Clarity: The paper is very well written, easy to read and understand. There is one part that is not clear to me: 9. L. 210: Are the agents first pretrained with the intrinsic rewards and then finetuned with the extrinsic ones, or are they receiving both simultaneously for all the 200 million iterations?
Relation to Prior Work: The authors seem to adequately discuss related work and outline their contributions (I am however not very familiar with literature on exploration for RL). The one other paper that seems to be most relevant [25] by using audio, seems to be using it to aid representation learning, while the authors make it clear that they use audio as intrinsic motivation to guide exploration.

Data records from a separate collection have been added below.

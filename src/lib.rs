//! Workshop Certis - Steam Workshop item ID scraper
//!
//! This crate enumerates every workshop item identifier published for a
//! given Steam game by walking the paginated workshop browse listing and
//! writing the collected IDs to a flat text file, one ID per line.

// Module declarations
pub mod domain;
pub mod infrastructure;
pub mod session;

pub use domain::{CatalogInfo, CrawlOutput, CrawlRequest};
pub use infrastructure::error::CrawlError;
pub use session::CrawlSession;
//! Rate-limited HTTP page fetching
//!
//! Thin wrapper over `reqwest` that applies the politeness delay before
//! every request and hands back the final URL (after redirects) together
//! with the response body. The body is returned as a `String` and parsed
//! into a document at the call site, keeping these futures Send-friendly.

use std::time::Duration;

use anyhow::{anyhow, Result};
use reqwest::{Client, ClientBuilder};
use scraper::Html;
use tracing::debug;
use url::Url;

use super::config::CrawlerConfig;
use super::error::CrawlError;
use super::rate_limiter::RateLimiter;

/// One successfully fetched page.
#[derive(Debug)]
pub struct FetchedPage {
    /// URL the response actually came from, after any redirects
    pub final_url: Url,

    /// Raw response body
    pub body: String,
}

impl FetchedPage {
    /// Parse the body into a queryable document.
    pub fn document(&self) -> Html {
        Html::parse_document(&self.body)
    }
}

/// HTTP client with a built-in per-request politeness delay.
#[derive(Debug, Clone)]
pub struct PageFetcher {
    client: Client,
    limiter: RateLimiter,
}

impl PageFetcher {
    pub fn new(config: &CrawlerConfig, limiter: RateLimiter) -> Result<Self> {
        let client = ClientBuilder::new()
            .timeout(Duration::from_secs(config.request_timeout_seconds))
            .user_agent(&config.user_agent)
            .cookie_store(true)
            .gzip(true)
            .redirect(reqwest::redirect::Policy::limited(10))
            .build()
            .map_err(|e| anyhow!("failed to create HTTP client: {e}"))?;

        Ok(Self { client, limiter })
    }

    /// Fetch one page, waiting out the politeness delay first. Transport
    /// failures and non-success statuses both surface as [`CrawlError::Fetch`].
    pub async fn fetch(&self, url: &str) -> Result<FetchedPage, CrawlError> {
        self.limiter.wait().await;

        debug!("HTTP GET: {url}");
        let response = self
            .client
            .get(url)
            .send()
            .await
            .and_then(|response| response.error_for_status())
            .map_err(|e| CrawlError::fetch(url, e))?;

        let final_url = response.url().clone();
        let body = response
            .text()
            .await
            .map_err(|e| CrawlError::fetch(url, e))?;

        Ok(FetchedPage { final_url, body })
    }
}
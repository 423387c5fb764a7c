//! Infrastructure layer: HTTP fetching, markup extraction, rate limiting,
//! logging and the flat-file result sink.

pub mod catalog;
pub mod config;
pub mod crawler;
pub mod error;
pub mod logging;
pub mod page_fetcher;
pub mod rate_limiter;
pub mod writer;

Also the difference from vision/speech applications is outlined, as this paper is not about learning an audio-visual task per-se or representation learning, but about using the extra modality to encourage the agent to explore.
Reproducibility: No
Additional Feedback: Some further clarifications would be nice: 10. L.189 "we take an audio clip spanning 4 time steps" What's are the games' frame rates? 11. Fig 6: How come random is so good at coverage? 12. Is the cross-entropy weighting a contribution or have the authors seen something similar in the audio-visual learning literature (in the latter case please provide reference) Suggestions: L.216: "outperforms disagreement in 9 and visual prediction in 8" Maybe make the baseline names italic so it's clear that the words refer to methods. typos / grammar: Fig.6 a) caption "about 3 faster" --> "about 3 times faster" ####### POST REBUTTAL ######## I thank the authors for their feedback on the reviews. Regarding my main concern about generality, the authors make a decent point that they have taken a step towrads more realistic environments, using Habitat. However my concern that the synthetic sounds used in the considered settings are quite non-realistic and make the problem much easier, persists. Moreover It seems that the other reviewers are pointing out the 'couch potato issue' with using the error as a reward. As far as the stocasticity of the future predictions is concerned, I agree with the authors' response that their proposed method is more robust to ambiguity compared to deterministically predicting the future. But I would not be able to tell to what extent this solves the problem and it does not seem to me that they are formally addressing the issue. For all the above, I am lowering my score a bit, to marginally above the acceptance threshold. I still find that the paper overall has sufficiently novel ideas and merits acceptance.